Dominant tree species are Liquidambar macrophylla and Mexican royal oak, both are excellent at utilizing the soil content and reach around 40 m. In the south at high elevations Mexican elm, Quercus skinneri, Carpinus tropicalis, and Meliosma alba are also common plant associations. In areas of canyons where the soils are deep, Engelhardia mexicana becomes the dominant species.
The montane forests of Veracruz represent the northernmost intact montane forests in Mexico. They have been isolated from other forests of their kind since the Pleistocene. Because of this isolation, many researchers consider them as habitat islands with their own hosts of endemic species. The forests of Veracruz is the last habitat for the vulnerable fern Cyathea mexicana as well as the endangered cloudforest magnolia. Approximately 432 species of plants live in these forests, many of which are endangered or have restricted distributions.

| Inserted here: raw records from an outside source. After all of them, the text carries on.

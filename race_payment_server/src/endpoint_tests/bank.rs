use std::{sync::Arc, time::Duration};

use actix_web::http::StatusCode;
use race_payment_engine::{
    db_types::{PaymentStatus, RegistrationId},
    events::{EventHandlers, EventHooks, PaymentConfirmedEvent},
    traits::{RegistrationDatabase, RegistrationError, RegistrationManagement},
    ReconciliationApi,
};
use serde_json::json;
use tokio::sync::Mutex;

use super::{
    helpers::{bank_account, get_orders, pending_registration, post_json, reconciliation_api, seeded_database, send_request},
    mocks::MockRegistrationStore,
};
use crate::server::WebhookGuard;

async fn status_of(api: &ReconciliationApi<race_payment_engine::SqliteDatabase>, id: &str) -> PaymentStatus {
    api.flow()
        .db()
        .fetch_registration(&RegistrationId::from(id))
        .await
        .expect("Error fetching registration")
        .expect("Registration should exist")
        .payment_status
}

#[actix_web::test]
async fn list_pending_orders() {
    let db = seeded_database().await;
    let (status, body) = get_orders(reconciliation_api(db)).await;
    assert_eq!(status, StatusCode::OK);
    assert!(body.get("return_code").is_none());
    let orders = body["orders"].as_array().expect("orders should be a list");
    assert_eq!(orders.len(), 2);
    // Newest first
    assert_eq!(orders[0]["order_id"], "R2");
    assert_eq!(
        orders[1],
        json!({
            "order_id": "R1",
            "buyer_name": "김철수",
            "billing_name": "김영희",
            "bank_account_no": "123-456-789012",
            "bank_code_name": "국민은행",
            "order_price_amount": 30000,
            "order_date": "2025-03-01 10:02:03",
            "items": [{"product_name": "서울 봄 마라톤 10K"}]
        })
    );
}

#[actix_web::test]
async fn confirm_single_order() {
    let db = seeded_database().await;
    let api = reconciliation_api(db.clone());
    let (status, body) = post_json(api, "/bank/confirm", r#"{"requests":[{"order_id":"R1"}]}"#).await;
    assert_eq!(status, StatusCode::OK);
    assert_eq!(
        body,
        json!({"return_code": 200, "description": "정상", "orders": [{"order_id": "R1", "description": "성공"}]})
    );
    let api = reconciliation_api(db.clone());
    assert_eq!(status_of(&api, "R1").await, PaymentStatus::Confirmed);
    // A second pool sees the confirmation as well
    let other = race_payment_engine::SqliteDatabase::new_with_url(db.url(), 1).await.expect("Error opening pool");
    assert_eq!(status_of(&reconciliation_api(other), "R1").await, PaymentStatus::Confirmed);
    let (_, body) = get_orders(api).await;
    let orders = body["orders"].as_array().unwrap();
    assert_eq!(orders.len(), 1);
    assert_eq!(orders[0]["order_id"], "R2");
}

#[actix_web::test]
async fn confirm_twice() {
    let db = seeded_database().await;
    let body = r#"{"requests":[{"order_id":"R1"}]}"#;
    let (_, first) = post_json(reconciliation_api(db.clone()), "/bank/confirm", body).await;
    assert_eq!(first["return_code"], 200);
    let (status, second) = post_json(reconciliation_api(db), "/bank/confirm", body).await;
    assert_eq!(status, StatusCode::OK);
    assert_eq!(
        second,
        json!({
            "return_code": 415,
            "description": "order_id 오류",
            "orders": [{"order_id": "R1", "description": "입금대기 상태가 아님 (현재: 입금확인)"}]
        })
    );
}

#[actix_web::test]
async fn confirm_unknown_order() {
    let db = seeded_database().await;
    let (status, body) = post_json(reconciliation_api(db), "/bank/confirm", r#"{"requests":[{"order_id":"NOPE"}]}"#).await;
    assert_eq!(status, StatusCode::OK);
    assert_eq!(body["return_code"], 415);
    assert_eq!(body["orders"], json!([{"order_id": "NOPE", "description": "존재하지 않는 주문"}]));
}

#[actix_web::test]
async fn mixed_batch_confirms_what_it_can() {
    let db = seeded_database().await;
    let (_, body) = post_json(
        reconciliation_api(db.clone()),
        "/bank/confirm",
        r#"{"requests":[{"order_id":"R1"},{"order_id":"NOPE"},{"order_id":"R2"}]}"#,
    )
    .await;
    assert_eq!(body["return_code"], 415);
    assert_eq!(body["description"], "order_id 오류");
    assert_eq!(
        body["orders"],
        json!([
            {"order_id": "R1", "description": "성공"},
            {"order_id": "NOPE", "description": "존재하지 않는 주문"},
            {"order_id": "R2", "description": "성공"}
        ])
    );
    let api = reconciliation_api(db);
    assert_eq!(status_of(&api, "R1").await, PaymentStatus::Confirmed);
    assert_eq!(status_of(&api, "R2").await, PaymentStatus::Confirmed);
}

#[actix_web::test]
async fn cancelled_orders_cannot_be_confirmed() {
    let db = seeded_database().await;
    let api = reconciliation_api(db.clone());
    api.flow().cancel(&RegistrationId::from("R2")).await.expect("Error cancelling R2");
    let (_, body) = post_json(api, "/bank/confirm", r#"{"requests":[{"order_id":"R2"}]}"#).await;
    assert_eq!(body["orders"][0]["description"], "입금대기 상태가 아님 (현재: 취소)");
    assert_eq!(status_of(&reconciliation_api(db), "R2").await, PaymentStatus::Cancelled);
}

#[actix_web::test]
async fn confirm_with_put() {
    let db = seeded_database().await;
    let req = actix_web::test::TestRequest::put()
        .uri("/bank/confirm")
        .insert_header(("content-type", "application/json"))
        .set_payload(r#"{"requests":[{"order_id":"R2"}]}"#);
    let (status, body) = send_request(reconciliation_api(db), WebhookGuard::default(), req).await;
    assert_eq!(status, StatusCode::OK);
    assert_eq!(body["return_code"], 200);
}

#[actix_web::test]
async fn malformed_confirmations() {
    let db = seeded_database().await;
    let expected = json!({"return_code": 400, "description": "요청 format 오류", "orders": []});
    for body in ["", "not json", r#"{"requests":[]}"#, r#"{"requests":[{"order_id":""}]}"#, r#"{"orders":[{"order_id":"R1"}]}"#] {
        let (status, response) = post_json(reconciliation_api(db.clone()), "/bank/confirm", body).await;
        assert_eq!(status, StatusCode::OK, "body: {body}");
        assert_eq!(response, expected, "body: {body}");
    }
    // Nothing was confirmed along the way
    let (_, body) = get_orders(reconciliation_api(db)).await;
    assert_eq!(body["orders"].as_array().unwrap().len(), 2);
}

#[actix_web::test]
async fn order_detail() {
    let db = seeded_database().await;
    let (status, body) = post_json(reconciliation_api(db.clone()), "/bank/order", r#"{"order_id":"R1"}"#).await;
    assert_eq!(status, StatusCode::OK);
    assert_eq!(body["order"]["order_id"], "R1");
    assert_eq!(body["order"]["billing_name"], "김영희");
    assert_eq!(body["order"]["order_price_amount"], 30000);

    let (_, body) = post_json(reconciliation_api(db.clone()), "/bank/order", r#"{"order_id":"NOPE"}"#).await;
    assert_eq!(body, json!({"return_code": 415, "description": "존재하지 않는 주문번호"}));

    let (_, body) = post_json(reconciliation_api(db), "/bank/order", r#"{"id":"R1"}"#).await;
    assert_eq!(body, json!({"return_code": 400, "description": "요청 format 오류"}));
}

#[actix_web::test]
async fn confirmed_orders_still_have_details() {
    let db = seeded_database().await;
    post_json(reconciliation_api(db.clone()), "/bank/confirm", r#"{"requests":[{"order_id":"R1"}]}"#).await;
    let (_, body) = post_json(reconciliation_api(db), "/bank/order", r#"{"order_id":"R1"}"#).await;
    assert_eq!(body["order"]["order_id"], "R1");
}

#[actix_web::test]
async fn confirmation_publishes_event() {
    let db = seeded_database().await;
    let received = Arc::new(Mutex::new(Vec::<PaymentConfirmedEvent>::new()));
    let sink = Arc::clone(&received);
    let mut hooks = EventHooks::default();
    hooks.on_payment_confirmed(move |ev| {
        let sink = Arc::clone(&sink);
        Box::pin(async move {
            sink.lock().await.push(ev);
        })
    });
    let handlers = EventHandlers::new(5, hooks);
    let api = ReconciliationApi::new(db, handlers.producers(), bank_account());
    handlers.start_handlers();

    let (_, body) = post_json(api, "/bank/confirm", r#"{"requests":[{"order_id":"R1"},{"order_id":"NOPE"}]}"#).await;
    assert_eq!(body["orders"][0]["description"], "성공");
    let mut events = vec![];
    for _ in 0..50 {
        events = received.lock().await.clone();
        if !events.is_empty() {
            break;
        }
        tokio::time::sleep(Duration::from_millis(20)).await;
    }
    assert_eq!(events.len(), 1);
    let registration = &events[0].registration;
    assert_eq!(registration.id.as_str(), "R1");
    assert_eq!(registration.payment_status, PaymentStatus::Confirmed);
    assert_eq!(registration.competition_location.as_deref(), Some("여의도 공원"));
}

//----------------------------------------------   Store failures  ----------------------------------------------------

#[actix_web::test]
async fn list_failure_is_reported_as_unauthorized() {
    let mut store = MockRegistrationStore::new();
    store.expect_fetch_pending_views().returning(|| Err(RegistrationError::DatabaseError("database is locked".into())));
    let api = ReconciliationApi::new(store, Default::default(), bank_account());
    let (status, body) = get_orders(api).await;
    assert_eq!(status, StatusCode::OK);
    assert_eq!(body, json!({"return_code": 401, "description": "인증 정보 오류", "orders": []}));
}

#[actix_web::test]
async fn update_failure_is_per_order() {
    let mut store = MockRegistrationStore::new();
    store.expect_fetch_registration().returning(|id| Ok(Some(pending_registration(id.as_str()))));
    store
        .expect_confirm_if_pending()
        .returning(|_| Err(RegistrationError::DatabaseError("disk I/O error".into())));
    let api = ReconciliationApi::new(store, Default::default(), bank_account());
    let (status, body) = post_json(api, "/bank/confirm", r#"{"requests":[{"order_id":"R1"}]}"#).await;
    assert_eq!(status, StatusCode::OK);
    assert_eq!(
        body,
        json!({
            "return_code": 415,
            "description": "order_id 오류",
            "orders": [{"order_id": "R1", "description": "업데이트 실패"}]
        })
    );
}

#[actix_web::test]
async fn lookup_failure_is_reported_against_its_order() {
    let mut store = MockRegistrationStore::new();
    store.expect_fetch_registration().returning(|id| match id.as_str() {
        "B" => Err(RegistrationError::DatabaseError("database is locked".into())),
        other => Ok(Some(pending_registration(other))),
    });
    store.expect_confirm_if_pending().times(2).returning(|id| {
        let mut registration = pending_registration(id.as_str());
        registration.payment_status = PaymentStatus::Confirmed;
        Ok(Some(registration))
    });
    let api = ReconciliationApi::new(store, Default::default(), bank_account());
    let (status, body) =
        post_json(api, "/bank/confirm", r#"{"requests":[{"order_id":"A"},{"order_id":"B"},{"order_id":"C"}]}"#).await;
    assert_eq!(status, StatusCode::OK);
    assert_eq!(
        body,
        json!({
            "return_code": 415,
            "description": "order_id 오류",
            "orders": [
                {"order_id": "A", "description": "성공"},
                {"order_id": "B", "description": "업데이트 실패"},
                {"order_id": "C", "description": "성공"}
            ]
        })
    );
}

#[actix_web::test]
async fn detail_failure() {
    let mut store = MockRegistrationStore::new();
    store
        .expect_fetch_reconciliation_view()
        .returning(|_| Err(RegistrationError::DatabaseError("database is locked".into())));
    let api = ReconciliationApi::new(store, Default::default(), bank_account());
    let (status, body) = post_json(api, "/bank/order", r#"{"order_id":"R1"}"#).await;
    assert_eq!(status, StatusCode::OK);
    assert_eq!(body, json!({"return_code": 500, "description": "서버 오류"}));
}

In general, the forests faunal assemblages are composed of 29 species of amphibians, 47 reptiles, 114 birds, and 14 mammals. They represent almost 40% of the total endemic vertebrates of Mesoamerica. The region is considered an important migratory route for many birds, due to its location between Neotropical and Nearctic areas. Butterflies in the family Papilionidae are known to take refuge here from adverse weather conditions.
Large portions of the cloud forest have been transformed to vast fields dedicated to cattle grazing and coffee plantations. Veracruz leads in cattle production in Mexico. The fragments of montane forest that remain still support many species, but the reduced distribution and population size has endangered many. Most of the montane forest of Veracruz has been eliminated outside of areas of very steep slopes and deep canyons that likely will not be able to support the extraordinary diversity of the cloud forest communities over the long term.
Coffee plantations are the main cause of habitat destruction in montane forests because their rich soils and climatic conditions are favorable for growth and development of coffee plants. The distribution of areas covered by coffee plantations overlaps almost completely with the areas still occupied by montane forests. Human settlements, agriculture, and exploitation of piroclastic deposits for the building industry also contribute to habitat destruction and perturbation of soils, which in turn depletes the forest’s ability to regenerate. Logging of the forest for wood and timber is another major threat to this ecoregion and the species that depend on it.
The priority conservation actions for the next decade will be to: 1) lead educational workshops and outreach about shade grown coffee and other integrations of natural vegetation into agriculture; 2) increase the number and capacity of protected areas; and 3) implement programs similar to REDD+ giving the community a economic incentive to protect the forests.
1. Valero, A. Schipper, J. Allnutt, T. 2019. Southern North America: Eastern Mexico https://www.worldwildlife.org/ecoregions/nt0177 Accessed May 24, 2019.
2. Challenger, A. 1998. Utilización y conservación de los ecosistemas terrestres de México. Pasado, presente y futuro. Conabio, IBUNAM y Agrupación Sierra Madre, México.
3. Flores-Villela, O. and A.G. Navarro. 1993. Un análisis de los vertebrados terrestres endémicos de Mesoamérica en México. Revista de la Sociedad Mexicana de Historia Natural (edición especial) XLIV: 387-395.